◆ Task requirements ◆
In the listing beneath this line, copy exactly the lines starting with the one containing "let left = [(1, 'a'), (2, 'a')];" and going on through the one containing "[7, 7, 7]).collect();".

◆ Data for review ◆

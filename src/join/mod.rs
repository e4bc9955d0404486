//! Lazy merge-joins over two sorted inputs.
//!
//! This module provides the five producing set operations:
//!
//! - [`merge()`]: every element of both inputs, duplicates kept
//! - [`union()`]: every key of either input, paired keys emitted once
//! - [`intersection()`]: keys paired across both inputs
//! - [`difference()`]: left keys not paired on the right
//! - [`symmetric_difference()`]: keys not paired on the other side
//!
//! Each operation has a `_by_key` form that orders elements by a caller
//! supplied key. All of them return a [`MergeJoin`] iterator driven by a
//! [`JoinPolicy`](policy::JoinPolicy): one comparison loop that runs while
//! both inputs have elements, followed by a drain of whichever input is
//! left. The policy alone decides what each comparison emits.
//!
//! # Pairing
//!
//! Duplicate keys are matched one-to-one in merge order, never as a cross
//! product. Two left `3`s against three right `3`s pair twice; the third
//! right `3` is then compared against whatever follows on the left.
//!
//! # Preconditions
//!
//! Both inputs must be non-decreasing under the key order. This is not
//! checked; unsorted inputs give unspecified (but memory safe) output.
//!
//! # Laziness
//!
//! Nothing is pulled from either input until the first call to `next`,
//! and each call pulls only what it needs to decide one output element.
//! Unbounded inputs are fine:
//!
//! ```rust
//! use iterset::join::union;
//!
//! let evens = (0..).step_by(2);
//! let threes = (0..).step_by(3);
//! let first: Vec<u32> = union(evens, threes).take(6).collect();
//! assert_eq!(first, vec![0, 2, 3, 4, 6, 8]);
//! ```
//!
//! # Examples
//!
//! ```rust
//! use iterset::join::{difference, intersection, merge, symmetric_difference, union};
//!
//! let a = [5, 10, 15, 20, 25];
//! let b = [10, 20, 30, 40, 50];
//!
//! assert_eq!(merge(a, b).collect::<Vec<_>>(), [5, 10, 10, 15, 20, 20, 25, 30, 40, 50]);
//! assert_eq!(union(a, b).collect::<Vec<_>>(), [5, 10, 15, 20, 25, 30, 40, 50]);
//! assert_eq!(intersection(a, b).collect::<Vec<_>>(), [10, 20]);
//! assert_eq!(difference(a, b).collect::<Vec<_>>(), [5, 15, 25]);
//! assert_eq!(symmetric_difference(a, b).collect::<Vec<_>>(), [5, 15, 25, 30, 40, 50]);
//! ```

pub mod policy;

use std::fmt;
use std::iter::FusedIterator;
use std::marker::PhantomData;

use crate::cursor::Lookahead;
use crate::key::{ByKey, Identity, KeyFn};
use policy::{JoinPolicy, Step};

/// A lazy merge-join of two sorted inputs under policy `P`.
///
/// Usually obtained through [`merge()`], [`union()`] and friends; use
/// [`MergeJoin::new`] directly to supply a custom [`KeyFn`] or
/// [`JoinPolicy`].
pub struct MergeJoin<A, B, F, P>
where
    A: Iterator,
    B: Iterator<Item = A::Item>,
    F: KeyFn<A::Item>,
{
    left: Lookahead<A, F::Key>,
    right: Lookahead<B, F::Key>,
    key: F,
    policy: PhantomData<P>,
}

/// Output of [`merge()`].
pub type Merge<A, B, F> = MergeJoin<A, B, F, policy::Merge>;

/// Output of [`union()`].
pub type Union<A, B, F> = MergeJoin<A, B, F, policy::Union>;

/// Output of [`intersection()`].
pub type Intersection<A, B, F> = MergeJoin<A, B, F, policy::Intersection>;

/// Output of [`difference()`].
pub type Difference<A, B, F> = MergeJoin<A, B, F, policy::Difference>;

/// Output of [`symmetric_difference()`].
pub type SymmetricDifference<A, B, F> = MergeJoin<A, B, F, policy::SymmetricDifference>;

impl<A, B, F, P> MergeJoin<A, B, F, P>
where
    A: Iterator,
    B: Iterator<Item = A::Item>,
    F: KeyFn<A::Item>,
    P: JoinPolicy,
{
    /// Creates a join of `left` and `right` ordered by `key`.
    ///
    /// Neither input is touched until the first call to `next`.
    ///
    /// # Examples
    ///
    /// ```rust
    /// use iterset::join::{policy, MergeJoin};
    /// use iterset::key::Identity;
    ///
    /// let join: MergeJoin<_, _, _, policy::Intersection> =
    ///     MergeJoin::new([1, 2, 3], [2, 3, 4], Identity);
    /// assert_eq!(join.collect::<Vec<_>>(), vec![2, 3]);
    /// ```
    pub fn new<L, R>(left: L, right: R, key: F) -> Self
    where
        L: IntoIterator<IntoIter = A>,
        R: IntoIterator<IntoIter = B>,
    {
        Self {
            left: Lookahead::new(left),
            right: Lookahead::new(right),
            key,
            policy: PhantomData,
        }
    }

    fn drain_left(&mut self) -> Option<A::Item> {
        if P::DRAIN_LEFT {
            self.left.advance_element(&mut self.key)
        } else {
            None
        }
    }

    fn drain_right(&mut self) -> Option<A::Item> {
        if P::DRAIN_RIGHT {
            self.right.advance_element(&mut self.key)
        } else {
            None
        }
    }
}

impl<A, B, F, P> Iterator for MergeJoin<A, B, F, P>
where
    A: Iterator,
    B: Iterator<Item = A::Item>,
    F: KeyFn<A::Item>,
    P: JoinPolicy,
{
    type Item = A::Item;

    fn next(&mut self) -> Option<Self::Item> {
        loop {
            let ordering = {
                let Ok(left) = self.left.peek(&mut self.key) else {
                    return self.drain_right();
                };
                let Ok(right) = self.right.peek(&mut self.key) else {
                    return self.drain_left();
                };
                F::compare(left, right)
            };

            match P::step(ordering) {
                Step::TakeLeft => return self.left.advance_element(&mut self.key),
                Step::TakeRight => return self.right.advance_element(&mut self.key),
                Step::DropLeft => self.left.discard(&mut self.key),
                Step::DropRight => self.right.discard(&mut self.key),
                Step::Pair => {
                    let element = self.left.advance_element(&mut self.key);
                    self.right.discard(&mut self.key);
                    return element;
                }
                Step::DropBoth => {
                    self.left.discard(&mut self.key);
                    self.right.discard(&mut self.key);
                }
            }
        }
    }

    fn size_hint(&self) -> (usize, Option<usize>) {
        P::size_hint(self.left.size_hint(), self.right.size_hint())
    }
}

impl<A, B, F, P> FusedIterator for MergeJoin<A, B, F, P>
where
    A: Iterator,
    B: Iterator<Item = A::Item>,
    F: KeyFn<A::Item>,
    P: JoinPolicy,
{
}

impl<A, B, F, P> Clone for MergeJoin<A, B, F, P>
where
    A: Iterator + Clone,
    B: Iterator<Item = A::Item> + Clone,
    A::Item: Clone,
    F: KeyFn<A::Item> + Clone,
    F::Key: Clone,
{
    fn clone(&self) -> Self {
        Self {
            left: self.left.clone(),
            right: self.right.clone(),
            key: self.key.clone(),
            policy: PhantomData,
        }
    }
}

impl<A, B, F, P> fmt::Debug for MergeJoin<A, B, F, P>
where
    A: Iterator + fmt::Debug,
    B: Iterator<Item = A::Item> + fmt::Debug,
    A::Item: fmt::Debug,
    F: KeyFn<A::Item> + fmt::Debug,
    F::Key: fmt::Debug,
{
    fn fmt(&self, formatter: &mut fmt::Formatter<'_>) -> fmt::Result {
        formatter
            .debug_struct("MergeJoin")
            .field("left", &self.left)
            .field("right", &self.right)
            .field("key", &self.key)
            .finish()
    }
}

/// Defines an identity-keyed constructor and its `_by_key` companion.
macro_rules! sorted_join {
    ($(#[$attribute:meta])* $name:ident => $output:ident) => {
        paste::paste! {
            $(#[$attribute])*
            pub fn $name<A, B>(a: A, b: B) -> $output<A::IntoIter, B::IntoIter, Identity>
            where
                A: IntoIterator,
                B: IntoIterator<Item = A::Item>,
                A::Item: Ord,
            {
                MergeJoin::new(a, b, Identity)
            }

            #[doc = "Like [`" $name "()`], ordering elements by the key that `key` extracts."]
            ///
            /// `key` runs exactly once per element pulled from either input.
            pub fn [<$name _by_key>]<A, B, K, F>(
                a: A,
                b: B,
                key: F,
            ) -> $output<A::IntoIter, B::IntoIter, ByKey<F>>
            where
                A: IntoIterator,
                B: IntoIterator<Item = A::Item>,
                F: FnMut(&A::Item) -> K,
                K: Ord,
            {
                MergeJoin::new(a, b, ByKey::new(key))
            }
        }
    };
}

sorted_join! {
    /// Merges two sorted inputs into one sorted stream, keeping every element.
    ///
    /// An element present in both inputs appears twice. On equal keys the
    /// element from `b` is emitted first; the output length is always
    /// `len(a) + len(b)`.
    ///
    /// # Examples
    ///
    /// ```rust
    /// use iterset::join::merge;
    ///
    /// let merged: Vec<i32> = merge([1, 3, 5], [2, 3, 4]).collect();
    /// assert_eq!(merged, vec![1, 2, 3, 3, 4, 5]);
    /// ```
    merge => Merge
}

sorted_join! {
    /// Returns every element of `a` or `b` in sorted order.
    ///
    /// When the current heads have equal keys, the element from `a` is
    /// emitted once and both inputs advance. Duplicates within one input
    /// that are not paired with the other input are kept.
    ///
    /// # Examples
    ///
    /// ```rust
    /// use iterset::join::union;
    ///
    /// let all: Vec<i32> = union([1, 3, 3], [2, 3, 4]).collect();
    /// assert_eq!(all, vec![1, 2, 3, 3, 4]);
    /// ```
    union => Union
}

sorted_join! {
    /// Returns the elements of `a` whose key is paired with an equal key in `b`.
    ///
    /// # Examples
    ///
    /// ```rust
    /// use iterset::join::intersection;
    ///
    /// let common: Vec<i32> = intersection([1, 2, 2, 3], [2, 2, 2, 3]).collect();
    /// assert_eq!(common, vec![2, 2, 3]);
    /// ```
    intersection => Intersection
}

sorted_join! {
    /// Returns the elements of `a` whose key is not paired in `b`.
    ///
    /// Stops as soon as `a` is exhausted; the rest of `b` is never pulled.
    ///
    /// # Examples
    ///
    /// ```rust
    /// use iterset::join::difference;
    ///
    /// let only_left: Vec<i32> = difference([1, 2, 2, 3], [2, 4]).collect();
    /// assert_eq!(only_left, vec![1, 2, 3]);
    /// ```
    difference => Difference
}

sorted_join! {
    /// Returns the elements of either input whose key is not paired on the other side.
    ///
    /// # Examples
    ///
    /// ```rust
    /// use iterset::join::symmetric_difference;
    ///
    /// let either: Vec<i32> = symmetric_difference([1, 2, 3], [2, 4]).collect();
    /// assert_eq!(either, vec![1, 3, 4]);
    /// ```
    symmetric_difference => SymmetricDifference
}

static_assertions::assert_impl_all!(
    Merge<std::vec::IntoIter<i32>, std::vec::IntoIter<i32>, Identity>:
        FusedIterator, Clone, fmt::Debug, Send, Sync
);

#[cfg(test)]
mod tests {
    use super::*;
    use rstest::rstest;
    use std::cell::Cell;

    const A: [i32; 5] = [5, 10, 15, 20, 25];
    const B: [i32; 5] = [10, 20, 30, 40, 50];

    #[rstest]
    fn test_merge_example() {
        assert_eq!(merge(A, B).collect::<Vec<_>>(), vec![5, 10, 10, 15, 20, 20, 25, 30, 40, 50]);
    }

    #[rstest]
    fn test_union_example() {
        assert_eq!(union(A, B).collect::<Vec<_>>(), vec![5, 10, 15, 20, 25, 30, 40, 50]);
    }

    #[rstest]
    fn test_intersection_example() {
        assert_eq!(intersection(A, B).collect::<Vec<_>>(), vec![10, 20]);
    }

    #[rstest]
    fn test_difference_example() {
        assert_eq!(difference(A, B).collect::<Vec<_>>(), vec![5, 15, 25]);
    }

    #[rstest]
    fn test_symmetric_difference_example() {
        assert_eq!(
            symmetric_difference(A, B).collect::<Vec<_>>(),
            vec![5, 15, 25, 30, 40, 50]
        );
    }

    #[rstest]
    fn test_merge_tie_emits_right_first() {
        let left = [(1, 'a'), (2, 'a')];
        let right = [(1, 'b'), (2, 'b')];
        let merged: Vec<_> = merge_by_key(left, right, |pair| pair.0).collect();
        assert_eq!(merged, vec![(1, 'b'), (1, 'a'), (2, 'b'), (2, 'a')]);
    }

    #[rstest]
    fn test_union_tie_emits_left_copy() {
        let left = [(1, 'a')];
        let right = [(1, 'b'), (2, 'b')];
        let all: Vec<_> = union_by_key(left, right, |pair| pair.0).collect();
        assert_eq!(all, vec![(1, 'a'), (2, 'b')]);
    }

    #[rstest]
    fn test_intersection_pairs_duplicates_one_to_one() {
        let common: Vec<i32> = intersection([7, 7], [7, 7, 7]).collect();
        assert_eq!(common, vec![7, 7]);
    }

    #[rstest]
    fn test_difference_does_not_pull_right_after_left_ends() {
        let pulls = Cell::new(0);
        let right = (0..).inspect(|_| pulls.set(pulls.get() + 1));
        let only_left: Vec<i32> = difference(Vec::<i32>::new(), right).collect();
        assert!(only_left.is_empty());
        assert_eq!(pulls.get(), 0);
    }

    #[rstest]
    fn test_construction_pulls_nothing() {
        let pulls = Cell::new(0);
        let left = (0..10).inspect(|_| pulls.set(pulls.get() + 1));
        let join = merge(left, 0..10);
        assert_eq!(pulls.get(), 0);
        drop(join);
    }

    #[rstest]
    fn test_merge_size_hint_is_exact() {
        let mut join = merge(vec![1, 2, 3], vec![2, 4]);
        assert_eq!(join.size_hint(), (5, Some(5)));
        join.next();
        assert_eq!(join.size_hint(), (4, Some(4)));
    }

    #[rstest]
    fn test_fused_after_exhaustion() {
        let mut join = intersection(vec![1], vec![2]);
        assert_eq!(join.next(), None);
        assert_eq!(join.next(), None);
    }

    #[rstest]
    fn test_clone_resumes_from_the_same_position() {
        let mut join = union(vec![1, 3, 5], vec![2, 3, 6]);
        join.next();
        let rest: Vec<_> = join.clone().collect();
        assert_eq!(rest, join.collect::<Vec<_>>());
    }
}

◆ Answer area ◆
        let left = [(1, 'a'), (2, 'a')];
        let right = [(1, 'b'), (2, 'b')];
        let merged: Vec<_> = merge_by_key(left, right, |pair| pair.0).collect();
        assert_eq!(merged, vec![(1, 'b'), (1, 'a'), (2, 'b'), (2, 'a')]);
    }

    #[rstest]
    fn test_union_tie_emits_left_copy() {
        let left = [(1, 'a')];
        let right = [(1, 'b'), (2, 'b')];
        let all: Vec<_> = union_by_key(left, right, |pair| pair.0).collect();
        assert_eq!(all, vec![(1, 'a'), (2, 'b')]);
    }

    #[rstest]
    fn test_intersection_pairs_duplicates_one_to_one() {
        let common: Vec<i32> = intersection([7, 7], [7, 7, 7]).collect();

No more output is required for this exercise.